# PNP program clarification



## gogol91 (Jun 6, 2019)

Hi all,

Me and my wife are trying for PR in Canada. Just a brief background of us:

*My wife(Primary):*
IELTS score:
Listening: 9
Reading: 9
Writing: 8
Speaking: 7.5

Educational qualification:
4years full time Graduation course in Electronics and Communication Engineering from Indian university(B.Tech)

Work Experience:
Working as a software developer in India for last 5years.

Age: 28

*Myself(dependent):*
IELTS score:
Listening: 8.5
Reading: 8.5
Writing: 7
Speaking: 7

Educational qualification:
4years full time Graduation course in Electronics and Communication Engineering from Indian university(B.Tech)

Work Experience:
Working as a software automation engineer in India for last 5years.

Age: 28

I was checking the score in CRS tool by selecting "3 or More years" in overseas experience and the score came as 443. 

Doubts and questions:
1. What are the possibility of getting invitation from express entry program?

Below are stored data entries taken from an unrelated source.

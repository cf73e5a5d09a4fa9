//! Datatypes.
//!
//! Types are hash-consed in a [TypeStore]; a [Ty] is a handle and equality
//! of handles is equality of types. The abstract types form a small
//! lattice used during inference when no exact type is known yet:
//! `Bottom` fits anywhere, `Top` accepts anything, and the `Abs*` types
//! each cover a family of concrete types.

use std::collections::HashMap;
use std::fmt::Write as _;

#[derive(Debug, Clone, Copy, PartialEq, Eq, Hash)]
pub struct Ty(u32);

#[derive(Debug, Clone, PartialEq, Eq, Hash)]
pub enum TyKind {
    // primitives
    Unit,
    Bool,
    Int,
    Double,
    String,

    // distinguished tokens
    Distinguisher,
    DbObj,
    DbEdge,
    PathElement,

    // opaque heap object
    Struct,

    // abstract
    AbsAny,
    AbsBottom,
    AbsNumber,
    AbsDbObj,
    AbsDbEdge,
    AbsDbOther,
    Top,

    // composites
    Tuple(Vec<Ty>),
    Set(Ty),
    Sequence(Ty),
    Lambda(Ty, Ty),
}

pub struct TypeStore {
    kinds: Vec<TyKind>,
    dedup: HashMap<TyKind, Ty>,
}

macro_rules! prim_accessors {
    ($($fn:ident => $kind:ident),* $(,)?) => {
        $(pub fn $fn(&self) -> Ty {
            self.dedup[&TyKind::$kind]
        })*
    };
}

impl TypeStore {
    pub fn new() -> Self {
        let mut store = TypeStore {
            kinds: Vec::new(),
            dedup: HashMap::new(),
        };
        for kind in [
            TyKind::Unit,
            TyKind::Bool,
            TyKind::Int,
            TyKind::Double,
            TyKind::String,
            TyKind::Distinguisher,
            TyKind::DbObj,
            TyKind::DbEdge,
            TyKind::PathElement,
            TyKind::Struct,
            TyKind::AbsAny,
            TyKind::AbsBottom,
            TyKind::AbsNumber,
            TyKind::AbsDbObj,
            TyKind::AbsDbEdge,
            TyKind::AbsDbOther,
            TyKind::Top,
        ] {
            store.intern(kind);
        }
        store
    }

    pub fn intern(&mut self, kind: TyKind) -> Ty {
        if let Some(ty) = self.dedup.get(&kind) {
            return *ty;
        }
        let ty = Ty(self.kinds.len() as u32);
        self.kinds.push(kind.clone());
        self.dedup.insert(kind, ty);
        ty
    }

    pub fn kind(&self, ty: Ty) -> &TyKind {
        &self.kinds[ty.0 as usize]
    }

    prim_accessors! {
        unit => Unit,
        bool => Bool,
        int => Int,
        double => Double,
        string => String,
        distinguisher => Distinguisher,
        dbobj => DbObj,
        dbedge => DbEdge,
        pathelement => PathElement,
        strukt => Struct,
        absany => AbsAny,
        absbottom => AbsBottom,
        absnumber => AbsNumber,
        absdbobj => AbsDbObj,
        absdbedge => AbsDbEdge,
        absdbother => AbsDbOther,
        top => Top,
    }

    pub fn set(&mut self, member: Ty) -> Ty {
        self.intern(TyKind::Set(member))
    }

    pub fn sequence(&mut self, member: Ty) -> Ty {
        self.intern(TyKind::Sequence(member))
    }

    pub fn lambda(&mut self, arg: Ty, res: Ty) -> Ty {
        self.intern(TyKind::Lambda(arg, res))
    }

    /// Flat tuple constructor. Tuples never nest directly; a would-be
    /// tuple member is spliced in. Arity 1 collapses to the member and
    /// arity 0 is `unit`.
    pub fn tuple(&mut self, members: Vec<Ty>) -> Ty {
        let mut flat = Vec::with_capacity(members.len());
        for m in members {
            match self.kind(m) {
                TyKind::Tuple(inner) => flat.extend(inner.iter().copied()),
                TyKind::Unit => {}
                _ => flat.push(m),
            }
        }
        match flat.len() {
            0 => self.unit(),
            1 => flat[0],
            _ => self.intern(TyKind::Tuple(flat)),
        }
    }

    pub fn tuple_concat(&mut self, a: Ty, b: Ty) -> Ty {
        self.tuple(vec![a, b])
    }

    pub fn tuple_append(&mut self, a: Ty, member: Ty) -> Ty {
        self.tuple(vec![a, member])
    }

    /// Remove the `n`th column of a tuple type.
    pub fn tuple_strip(&mut self, t: Ty, n: usize) -> Ty {
        match self.kind(t).clone() {
            TyKind::Tuple(mut members) => {
                members.remove(n);
                self.tuple(members)
            }
            _ if n == 0 => self.unit(),
            _ => t,
        }
    }

    pub fn getnth(&self, t: Ty, n: usize) -> Ty {
        match self.kind(t) {
            TyKind::Tuple(members) => members[n],
            _ => {
                assert_eq!(n, 0, "type: getnth out of range");
                t
            }
        }
    }

    /// Column arity: tuples have one slot per member, unit has none,
    /// everything else is a single column.
    pub fn arity(&self, t: Ty) -> usize {
        match self.kind(t) {
            TyKind::Tuple(members) => members.len(),
            TyKind::Unit => 0,
            _ => 1,
        }
    }

    /// Arity under any number of set/sequence wrappers.
    pub fn nonset_arity(&self, t: Ty) -> usize {
        match self.kind(t) {
            TyKind::Set(m) | TyKind::Sequence(m) => self.nonset_arity(*m),
            _ => self.arity(t),
        }
    }

    pub fn is_set(&self, t: Ty) -> bool {
        matches!(self.kind(t), TyKind::Set(_))
    }

    pub fn is_sequence(&self, t: Ty) -> bool {
        matches!(self.kind(t), TyKind::Sequence(_))
    }

    pub fn is_collection(&self, t: Ty) -> bool {
        self.is_set(t) || self.is_sequence(t)
    }

    /// Member type of a set or sequence.
    pub fn collection_member(&self, t: Ty) -> Option<Ty> {
        match self.kind(t) {
            TyKind::Set(m) | TyKind::Sequence(m) => Some(*m),
            _ => None,
        }
    }

    pub fn is_numeric(&self, t: Ty) -> bool {
        matches!(
            self.kind(t),
            TyKind::Int | TyKind::Double | TyKind::AbsNumber
        )
    }

    pub fn is_abstract(&self, t: Ty) -> bool {
        matches!(
            self.kind(t),
            TyKind::AbsAny
                | TyKind::AbsBottom
                | TyKind::AbsNumber
                | TyKind::AbsDbObj
                | TyKind::AbsDbEdge
                | TyKind::AbsDbOther
                | TyKind::Top
        )
    }

    /// Is `sub` usable where `sup` is expected?
    pub fn match_specialize(&self, sup: Ty, sub: Ty) -> bool {
        if sup == sub {
            return true;
        }
        match (self.kind(sup), self.kind(sub)) {
            (TyKind::Top, _) => true,
            (_, TyKind::AbsBottom) => true,
            // a lambda is not a value; absany covers value types only
            (TyKind::AbsAny, TyKind::Lambda(..)) => false,
            (TyKind::AbsAny, _) => true,
            (TyKind::AbsNumber, TyKind::Int | TyKind::Double) => true,
            (TyKind::AbsDbObj, TyKind::DbObj | TyKind::Struct) => true,
            (TyKind::AbsDbEdge, TyKind::DbEdge | TyKind::String) => true,
            (TyKind::AbsDbOther, TyKind::Distinguisher | TyKind::PathElement) => true,
            (TyKind::Set(a), TyKind::Set(b)) => self.match_specialize(*a, *b),
            (TyKind::Sequence(a), TyKind::Sequence(b)) => self.match_specialize(*a, *b),
            (TyKind::Tuple(a), TyKind::Tuple(b)) => {
                a.len() == b.len()
                    && a.iter()
                        .zip(b.iter())
                        .all(|(x, y)| self.match_specialize(*x, *y))
            }
            (TyKind::Lambda(aa, ar), TyKind::Lambda(ba, br)) => {
                self.match_specialize(*ba, *aa) && self.match_specialize(*ar, *br)
            }
            _ => false,
        }
    }

    /// Least upper bound of two types.
    ///
    /// Two unrelated value types generalize to `absany`; anything further
    /// apart goes to `top`.
    pub fn match_generalize(&mut self, a: Ty, b: Ty) -> Ty {
        if a == b {
            return a;
        }
        let ka = self.kind(a).clone();
        let kb = self.kind(b).clone();
        match (&ka, &kb) {
            (TyKind::Top, _) | (_, TyKind::Top) => self.top(),
            (TyKind::AbsBottom, _) => b,
            (_, TyKind::AbsBottom) => a,
            (TyKind::Int, TyKind::Double) | (TyKind::Double, TyKind::Int) => self.double(),
            (TyKind::AbsNumber, t) | (t, TyKind::AbsNumber)
                if matches!(t, TyKind::Int | TyKind::Double) =>
            {
                self.absnumber()
            }
            (TyKind::AbsDbObj, t) | (t, TyKind::AbsDbObj)
                if matches!(t, TyKind::DbObj | TyKind::Struct) =>
            {
                self.absdbobj()
            }
            (TyKind::DbObj, TyKind::Struct) | (TyKind::Struct, TyKind::DbObj) => self.absdbobj(),
            (TyKind::DbEdge, TyKind::String) | (TyKind::String, TyKind::DbEdge) => {
                self.absdbedge()
            }
            (TyKind::AbsDbEdge, t) | (t, TyKind::AbsDbEdge)
                if matches!(t, TyKind::DbEdge | TyKind::String) =>
            {
                self.absdbedge()
            }
            (TyKind::Set(ma), TyKind::Set(mb)) => {
                let (ma, mb) = (*ma, *mb);
                let m = self.match_generalize(ma, mb);
                self.set(m)
            }
            (TyKind::Sequence(ma), TyKind::Sequence(mb)) => {
                let (ma, mb) = (*ma, *mb);
                let m = self.match_generalize(ma, mb);
                self.sequence(m)
            }
            (TyKind::Tuple(ma), TyKind::Tuple(mb)) if ma.len() == mb.len() => {
                let pairs: Vec<(Ty, Ty)> =
                    ma.iter().copied().zip(mb.iter().copied()).collect();
                let members = pairs
                    .into_iter()
                    .map(|(x, y)| self.match_generalize(x, y))
                    .collect();
                self.intern(TyKind::Tuple(members))
            }
            (TyKind::Lambda(..), _) | (_, TyKind::Lambda(..)) => self.top(),
            (TyKind::Set(..) | TyKind::Sequence(..) | TyKind::Tuple(..), _)
            | (_, TyKind::Set(..) | TyKind::Sequence(..) | TyKind::Tuple(..)) => self.top(),
            _ => self.absany(),
        }
    }

    pub fn name(&self, t: Ty) -> String {
        match self.kind(t) {
            TyKind::Unit => "unit".into(),
            TyKind::Bool => "bool".into(),
            TyKind::Int => "int".into(),
            TyKind::Double => "double".into(),
            TyKind::String => "string".into(),
            TyKind::Distinguisher => "distinguisher".into(),
            TyKind::DbObj => "dbobj".into(),
            TyKind::DbEdge => "dbedge".into(),
            TyKind::PathElement => "pathelement".into(),
            TyKind::Struct => "struct".into(),
            TyKind::AbsAny => "any".into(),
            TyKind::AbsBottom => "bottom".into(),
            TyKind::AbsNumber => "number".into(),
            TyKind::AbsDbObj => "anyobj".into(),
            TyKind::AbsDbEdge => "anyedge".into(),
            TyKind::AbsDbOther => "dbother".into(),
            TyKind::Top => "top".into(),
            TyKind::Tuple(members) => {
                let mut out = String::from("(");
                for (i, m) in members.iter().enumerate() {
                    if i > 0 {
                        out.push_str(", ");
                    }
                    let _ = write!(out, "{}", self.name(*m));
                }
                out.push(')');
                out
            }
            TyKind::Set(m) => format!("set({})", self.name(*m)),
            TyKind::Sequence(m) => format!("seq({})", self.name(*m)),
            TyKind::Lambda(a, r) => format!("lambda({} -> {})", self.name(*a), self.name(*r)),
        }
    }
}

impl Default for TypeStore {
    fn default() -> Self {
        TypeStore::new()
    }
}

#[cfg(test)]
mod test {
    use super::*;

    #[test]
    fn interning_is_identity() {
        let mut st = TypeStore::new();
        let a = st.set(st.int());
        let b = st.set(st.int());
        assert_eq!(a, b);
        let c = st.set(st.bool());
        assert_ne!(a, c);
    }

    #[test]
    fn tuples_stay_flat() {
        let mut st = TypeStore::new();
        let pair = st.tuple(vec![st.int(), st.string()]);
        let t = st.tuple(vec![pair, st.bool()]);
        assert_eq!(st.arity(t), 3);
        assert_eq!(st.getnth(t, 1), st.string());
    }

    #[test]
    fn singleton_tuple_collapses() {
        let mut st = TypeStore::new();
        let t = st.tuple(vec![st.int()]);
        assert_eq!(t, st.int());
        let u = st.tuple(vec![]);
        assert_eq!(u, st.unit());
    }

    #[test]
    fn generalize_numeric() {
        let mut st = TypeStore::new();
        assert_eq!(st.match_generalize(st.int(), st.double()), st.double());
        assert_eq!(st.match_generalize(st.int(), st.int()), st.int());
        assert_eq!(st.match_generalize(st.int(), st.string()), st.absany());
    }

    #[test]
    fn specialize_lattice() {
        let mut st = TypeStore::new();
        assert!(st.match_specialize(st.top(), st.int()));
        assert!(st.match_specialize(st.absnumber(), st.int()));
        assert!(st.match_specialize(st.absdbobj(), st.strukt()));
        assert!(!st.match_specialize(st.int(), st.string()));
        let si = st.set(st.int());
        let sn = st.set(st.absnumber());
        assert!(st.match_specialize(sn, si));
    }

    #[test]
    fn nonset_arity_unwraps() {
        let mut st = TypeStore::new();
        let tup = st.tuple(vec![st.dbobj(), st.dbedge(), st.dbobj()]);
        let t = st.set(tup);
        assert_eq!(st.nonset_arity(t), 3);
    }
}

2. I will be applying for ECA, so will there be any experience deduction as our education and work experience are not in the same field as I faced in case for Australia?

3. Also if the proof of funds are there in the dependent applicant's account, will it be okay or do we need to transfer(gift deed) the amount to the primary applicant's account?

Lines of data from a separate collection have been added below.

pub fn apply_uop(op: Func, v: Value) -> Value {
    match op {
        Func::Not => match v.as_bool() {
            Some(b) => Value::Bool(!b),
            None => Value::Nil,
        },
        Func::Neg => match v {
            Value::Int(i) => Value::Int(-i),
            Value::Float(x) => Value::Float(-x),
            _ => Value::Nil,
        },
        Func::Abs => match v {
            Value::Int(i) => Value::Int(i.abs()),
            Value::Float(x) => Value::Float(x.abs()),
            _ => Value::Nil,
        },
        Func::NonEmpty => match &v {
            Value::Set(items) | Value::Sequence(items) => Value::Bool(!items.is_empty()),
            Value::Nil => Value::Bool(false),
            _ => Value::Nil,
        },
        Func::MakeSet => Value::Set(vec![v]),
        Func::GetElement => match v {
            Value::Set(mut items) | Value::Sequence(mut items) => {
                if items.len() == 1 {
                    items.pop().unwrap()
                } else {
                    Value::Nil
                }
            }
            _ => Value::Nil,
        },
        Func::ToString => Value::String(v.tostring()),

        Func::Count => match &v {
            Value::Set(items) | Value::Sequence(items) => Value::Int(items.len() as i64),
            Value::Nil => Value::Int(0),
            // a scalar counts as its singleton
            _ => Value::Int(1),
        },
        Func::Sum => match &v {
            Value::Set(_) | Value::Sequence(_) => fold_numeric(&v, Value::Int(0), |acc, x| {
                apply_bop(Func::Add, acc, x.clone())
            }),
            Value::Nil => Value::Int(0),
            scalar => apply_uop(Func::Sum, Value::Set(vec![scalar.clone()])),
        },
        Func::Avg => match &v {
            scalar if scalar.as_number().is_some() => {
                Value::Float(scalar.as_number().unwrap().1)
            }
            Value::Set(items) | Value::Sequence(items) => {
                let vals: Vec<&Value> = items.iter().filter(|x| !x.is_nil()).collect();
                if vals.is_empty() {
                    return Value::Nil;
                }
                let mut total = 0.0;
                for x in &vals {
                    match x.as_number() {
                        Some((_, f, _)) => total += f,
                        None => return Value::Nil,
                    }
                }
                Value::Float(total / vals.len() as f64)
            }
            _ => Value::Nil,
        },
        Func::Min => match &v {
            Value::Set(_) | Value::Sequence(_) | Value::Nil => extremum(&v, Ordering::Less),
            scalar => scalar.clone(),
        },
        Func::Max => match &v {
            Value::Set(_) | Value::Sequence(_) | Value::Nil => extremum(&v, Ordering::Greater),
            scalar => scalar.clone(),
        },
        Func::AllTrue => match &v {
            Value::Set(items) | Value::Sequence(items) => Value::Bool(
                items
                    .iter()
                    .all(|x| x.as_bool().unwrap_or(false)),
            ),
            Value::Bool(b) => Value::Bool(*b),
            _ => Value::Nil,
        },
        Func::AnyTrue => match &v {
            Value::Set(items) | Value::Sequence(items) => Value::Bool(
                items
                    .iter()
                    .any(|x| x.as_bool().unwrap_or(false)),
            ),
            Value::Bool(b) => Value::Bool(*b),
            _ => Value::Nil,
        },

        _ => Value::Nil,
    }
}

fn dedup(items: Vec<Value>) -> Vec<Value> {
    let mut out: Vec<Value> = Vec::with_capacity(items.len());
    for v in items {
        if !out.contains(&v) {
            out.push(v);
        }
    }
    out
}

4. For getting nomination in BC or Ontario, do we need to hold any job offer from the respective province?

5. How will I get a nomination from the provinces like BC or Ontario, is it sufficient to fill the express entry profile or do I need to apply separately for nomination in BC or Ontario? 

P.S.: I am pretty new in the immigration process for Canada. Some of the questions might sound improper but I have these as I haven't read the Canadian immigration site properly. I am going through the sites thoroughly, meanwhile any support from this forum is appreciated. Thanks in advance


----------



## sheral singh (Jul 19, 2019)

gogol91 said:


> Hi all,
> 
> Me and my wife are trying for PR in Canada. Just a brief background of us:
> 
> ...


There are quite a few questions you have asked here. Let me take the opportunity to answer those one by one. 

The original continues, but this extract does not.